Sunday, November 23, 2008

Myasnikyan statue events ...

Pashinyan wrote a piece about a week ago now, addressing Afyan's focus on a certain set of Pashinyan's word..."We are not moving away from the Myasnikyan statue, we're staying here." The original is on, below is my translation...

Of all the announcements I made on March 1st, the one that Sashik Afyan, Deputy Chief of Police of the Republic of Armenia dislikes the most is the one where I said: we are not moving away from the Myasnikyan statue, we're staying here. This may sound strange to the reader, since, among all the things I said that day, there were much better, more dislikeable, statements – but Afyan is talks about that one. Why?

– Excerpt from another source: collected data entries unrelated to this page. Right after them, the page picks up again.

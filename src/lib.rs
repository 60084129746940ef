//! chunkfeed
//!
//! Boundary-safe chunk production for secret scanning.
//!
//! `chunkfeed` turns arbitrary, possibly very large data sources into a
//! bounded stream of overlapping byte chunks. Consecutive chunks overlap by a
//! peek window sized above the longest credential a matcher recognizes, so no
//! credential-shaped substring is ever split across a chunk boundary.
//!
//! The crate intentionally:
//! - does NOT decide whether a chunk contains a secret
//! - does NOT verify anything over the network
//! - does NOT persist results
//!
//! It produces tagged chunks plus progress and enumeration signals.
//!
//! # Monolithic scan
//!
//! ```no_run
//! use chunkfeed::{Context, FilesystemSource, Source};
//! use serde_json::json;
//!
//! fn main() -> Result<(), chunkfeed::Error> {
//!     let ctx = Context::new();
//!     let mut source = FilesystemSource::new();
//!     source.init(&ctx, "local", 1, 1, false, &json!({ "paths": ["."] }), 1)?;
//!
//!     let (tx, rx) = crossbeam_channel::bounded(64);
//!     std::thread::scope(|s| {
//!         s.spawn(move || {
//!             for chunk in rx {
//!                 println!("{chunk}");
//!             }
//!         });
//!         let result = source.chunks(&ctx, &tx);
//!         drop(tx);
//!         result
//!     })
//! }
//! ```
//!
//! # Unit-based scan
//!
//! Sources that implement [`SourceUnitEnumerator`] and [`SourceUnitChunker`]
//! can be split into units that are chunked (and retried) independently;
//! probe for them with [`Source::as_unit_enumerator`] and
//! [`Source::as_unit_chunker`].
//!
//! # Raw chunking
//!
//! ```
//! use chunkfeed::{ChunkConfig, Chunker};
//!
//! let chunker = Chunker::new(ChunkConfig::new(16, 8)?);
//! let data = b"xxxxxxxxxxxxxAKIAEXAMPLExxxxxxxxxxx";
//! let segments = chunker.chunk_bytes(&data[..]);
//! assert!(segments.iter().any(|s| s.data.windows(8).any(|w| w == b"AKIAEXAM")));
//! # Ok::<(), chunkfeed::Error>(())
//! ```

#![forbid(unsafe_code)]
#![warn(missing_docs)]

mod buffer;
mod chunk;
mod chunker;
mod config;
mod context;
mod error;
mod progress;
mod source;

mod hash; // internal blake3 impl
mod util;

#[cfg(feature = "async-io")]
mod async_stream;

//
// Public surface
//

pub use buffer::{ResetReader, ResetState};
pub use chunk::{
    Chunk, ChunkHash, ChunkResult, CommonSourceUnit, CommonSourceUnitUnmarshaller,
    EnumerationResult, ParseChunkHashError, Segment, SourceMetadata, SourceType, SourceUnit,
};
pub use chunker::{ChunkIter, Chunker};
pub use config::{ChunkConfig, DEFAULT_PEEK_SIZE, DEFAULT_READ_SIZE, MAX_CHUNK_LEN};
pub use context::{Context, cancellable_write};
pub use error::{Error, Result};
pub use progress::{Progress, ProgressSnapshot};
pub use source::filesystem::{
    Filter, FilesystemConfig, FilesystemConnection, FilesystemSource, SkippedItem,
};
pub use source::{
    Connection, ContentHandler, NoopHandler, Source, SourceState, SourceUnitChunker,
    SourceUnitEnumerator, SourceUnitUnmarshaller, Validator,
};

#[cfg(feature = "async-io")]
pub use async_stream::{SegmentStream, segments_async};
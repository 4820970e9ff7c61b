//! Keyboard shortcut handlers.
//!
//! Handles:
//! - Escape (close the project detail, otherwise the mobile menu)
//! - Arrow Left/Right (step the detail gallery while a project is open)

use folio_core::CarouselSlot;
use iced::Task;
use iced::keyboard;
use iced::keyboard::key::Named;

use crate::app::App;
use crate::handler::{CarouselHandler, MessageHandler, NavigationHandler, ProjectsHandler};
use crate::message::{CarouselMessage, Message, NavigationMessage, ProjectsMessage};

impl App {
    /// Handle keyboard shortcuts.
    #[allow(clippy::needless_pass_by_value)]
    pub fn handle_key_press(
        &mut self,
        key: keyboard::Key,
        _modifiers: keyboard::Modifiers,
    ) -> Task<Message> {
        let detail_open = self.state.session.browser().is_open();

        match key.as_ref() {
            // Escape: innermost overlay first
            keyboard::Key::Named(Named::Escape) => {
                if detail_open {
                    ProjectsHandler.handle(&mut self.state, ProjectsMessage::Closed)
                } else if self.state.session.menu().is_open() {
                    NavigationHandler.handle(&mut self.state, NavigationMessage::MenuClosed)
                } else {
                    Task::none()
                }
            }

            keyboard::Key::Named(Named::ArrowRight) if detail_open => CarouselHandler.handle(
                &mut self.state,
                CarouselMessage::Next(CarouselSlot::DetailGallery),
            ),

            keyboard::Key::Named(Named::ArrowLeft) if detail_open => CarouselHandler.handle(
                &mut self.state,
                CarouselMessage::Previous(CarouselSlot::DetailGallery),
            ),

            _ => Task::none(),
        }
    }
}

#[cfg(test)]
mod tests {
    use folio_model::content::PROJECTS;
    use iced::keyboard::{Key, Modifiers};
    use tempfile::TempDir;

    use super::*;
    use crate::state::Settings;

    fn app(dir: &TempDir) -> App {
        let (app, _task) = App::new(
            Settings::default(),
            dir.path().join("settings.toml"),
            dir.path().join("assets"),
        )
        .unwrap();
        app
    }

    fn press(app: &mut App, named: Named) {
        let _ = app.update(Message::KeyPressed(Key::Named(named), Modifiers::empty()));
    }

    #[test]
    fn escape_closes_the_detail_before_the_menu() {
        let dir = TempDir::new().unwrap();
        let mut app = app(&dir);
        let _ = app.update(Message::Navigation(NavigationMessage::MenuToggled));
        let _ = app.update(Message::Projects(ProjectsMessage::Opened(PROJECTS[1].id)));

        press(&mut app, Named::Escape);
        assert!(!app.state.session.browser().is_open());
        assert!(app.state.session.menu().is_open());

        press(&mut app, Named::Escape);
        assert!(!app.state.session.menu().is_open());
    }

    #[test]
    fn arrows_step_the_detail_gallery() {
        let dir = TempDir::new().unwrap();
        let mut app = app(&dir);
        let _ = app.update(Message::Projects(ProjectsMessage::Opened(PROJECTS[1].id)));
        let index = |app: &App| {
            app.state
                .session
                .carousel(CarouselSlot::DetailGallery)
                .map(|gallery| gallery.index())
        };

        press(&mut app, Named::ArrowRight);
        assert_eq!(index(&app), Some(1));
        press(&mut app, Named::ArrowLeft);
        press(&mut app, Named::ArrowLeft);
        let len = PROJECTS[1].gallery().len();
        assert_eq!(index(&app), Some(len - 1));
    }

    #[test]
    fn arrows_without_a_detail_do_nothing() {
        let dir = TempDir::new().unwrap();
        let mut app = app(&dir);
        press(&mut app, Named::ArrowRight);
        assert!(app.state.session.carousel(CarouselSlot::DetailGallery).is_none());
    }
}
//! Header bar with navigation.
//!
//! Wide windows show every navigation link inline; below the narrow
//! breakpoint the links collapse into a menu button that opens the mobile
//! overlay. The bar gains a background and shadow once the page is scrolled
//! past the elevation offset.

use folio_model::{NAV_LINKS, NavLink, NavTarget, SectionId};
use iced::widget::{Space, button, container, row, space, text};
use iced::{Alignment, Border, Element, Length, Shadow, Theme, Vector};
use iced_fonts::lucide;

use crate::message::{Message, NavigationMessage};
use crate::state::AppState;
use crate::theme::{
    BORDER_WIDTH_THIN, FONT_BOLD, FONT_SIZE_BODY, FONT_SIZE_TITLE, FolioColors, HEADER_HEIGHT,
    ICON_SIZE_MD, SPACING_LG, SPACING_MD, SPACING_SM, SPACING_XS, button_ghost, button_nav,
    button_primary,
};

pub fn view_header(state: &AppState) -> Element<'_, Message> {
    let navigator = state.session.navigator();
    let elevated = navigator.is_elevated();

    let brand = button(
        row![
            text("AS").size(FONT_SIZE_TITLE).font(FONT_BOLD).style(|theme: &Theme| {
                text::Style {
                    color: Some(theme.palette().primary),
                }
            }),
            text("Anupa.Dev").size(FONT_SIZE_TITLE).font(FONT_BOLD),
        ]
        .spacing(SPACING_SM),
    )
    .on_press(navigate(NavTarget::Section(SectionId::Home)))
    .padding([SPACING_XS, SPACING_SM])
    .style(button_ghost);

    let theme_button = button(theme_icon(state))
        .on_press(Message::ToggleTheme)
        .padding(SPACING_SM)
        .style(button_ghost);

    let mut bar = row![brand, space::horizontal()]
        .spacing(SPACING_SM)
        .align_y(Alignment::Center);

    if state.width_class().is_narrow() {
        bar = bar.push(theme_button).push(
            button(lucide::menu().size(ICON_SIZE_MD))
                .on_press(Message::Navigation(NavigationMessage::MenuToggled))
                .padding(SPACING_SM)
                .style(button_ghost),
        );
    } else {
        for link in NAV_LINKS {
            bar = bar.push(nav_button(link, navigator.is_active(link.target)));
        }
        bar = bar.push(Space::new().width(SPACING_SM)).push(theme_button);
    }

    container(bar)
        .padding([0.0, SPACING_LG])
        .width(Length::Fill)
        .height(Length::Fixed(HEADER_HEIGHT))
        .center_y(Length::Fixed(HEADER_HEIGHT))
        .style(move |theme: &Theme| {
            let folio = theme.folio();
            if elevated {
                container::Style {
                    background: Some(folio.header_elevated.into()),
                    border: Border {
                        width: BORDER_WIDTH_THIN,
                        color: folio.border_subtle,
                        ..Default::default()
                    },
                    shadow: Shadow {
                        color: folio.shadow,
                        offset: Vector::new(0.0, 4.0),
                        blur_radius: 16.0,
                    },
                    ..Default::default()
                }
            } else {
                container::Style {
                    background: Some(theme.extended_palette().background.base.color.into()),
                    ..Default::default()
                }
            }
        })
        .into()
}

fn nav_button(link: &'static NavLink, active: bool) -> Element<'static, Message> {
    let label = text(link.label).size(FONT_SIZE_BODY);
    if link.action {
        button(label)
            .on_press(navigate(link.target))
            .padding([SPACING_SM, SPACING_MD])
            .style(button_primary)
            .into()
    } else {
        button(label)
            .on_press(navigate(link.target))
            .padding([SPACING_SM, SPACING_MD])
            .style(button_nav(active))
            .into()
    }
}

fn theme_icon(state: &AppState) -> Element<'static, Message> {
    let mode = state.settings.display.theme_mode;
    if mode.is_dark(state.system_is_dark) {
        lucide::sun().size(ICON_SIZE_MD).into()
    } else {
        lucide::moon().size(ICON_SIZE_MD).into()
    }
}

pub(crate) fn navigate(target: NavTarget) -> Message {
    Message::Navigation(NavigationMessage::Navigate(target))
}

The answer is very simple: this announcement disappointed not only him, but his criminal bosses, too. When I arrived near the Myasnikyan statue on March 1, there already were no police there. Only about 50 helmeted [individuals] were left at the entrance to Yerevan's City Hall. And, as Vahagn Hovakimyan (1) has uncovered, these were the "Yepremyan unit" of the police force, and they were waiting for the "other Yepremyan unit" also of the police, but dressed in civilian clothing. This other unit was supposed to come and stage a fight with the police standing in front of City Hall. Their fight, however, was not at all impressive, since those doing the beating and those being "beaten," all knew that they were putting on a show, as did we. And, just between us, there were people who were naïve enough to try to separate Yepremyanite from Yepremyanite, that is, the staged fight, and who are now sitting in jail. So, Yepremyan’s police similarly very quickly vanished through the back door of City Hall, leaving the building defenseless.
Naturally, Yepremyan's second unit, those in civilian clothing, tried to attack the building, but the opposition leaders took control of the situation, and so the provocative Yepremyan's group's short-lived experience was over. But the absence of any police in the areas around the Myasnikyan statue was strange. Maybe they were nearby? No, there were no police, not by the fish market, not by "Metropol" hotel, not by the Circus, not by the Shahumyan statue. In short, there were no police—anywhere. And when it was announced that we were staying there, a strange thing took place: a movement of forces was noticed from the direction of Baghramyan Boulevard, via Proshyan and Mashtots Streets. They were moving towards roads accessing the Myasnikyan statue.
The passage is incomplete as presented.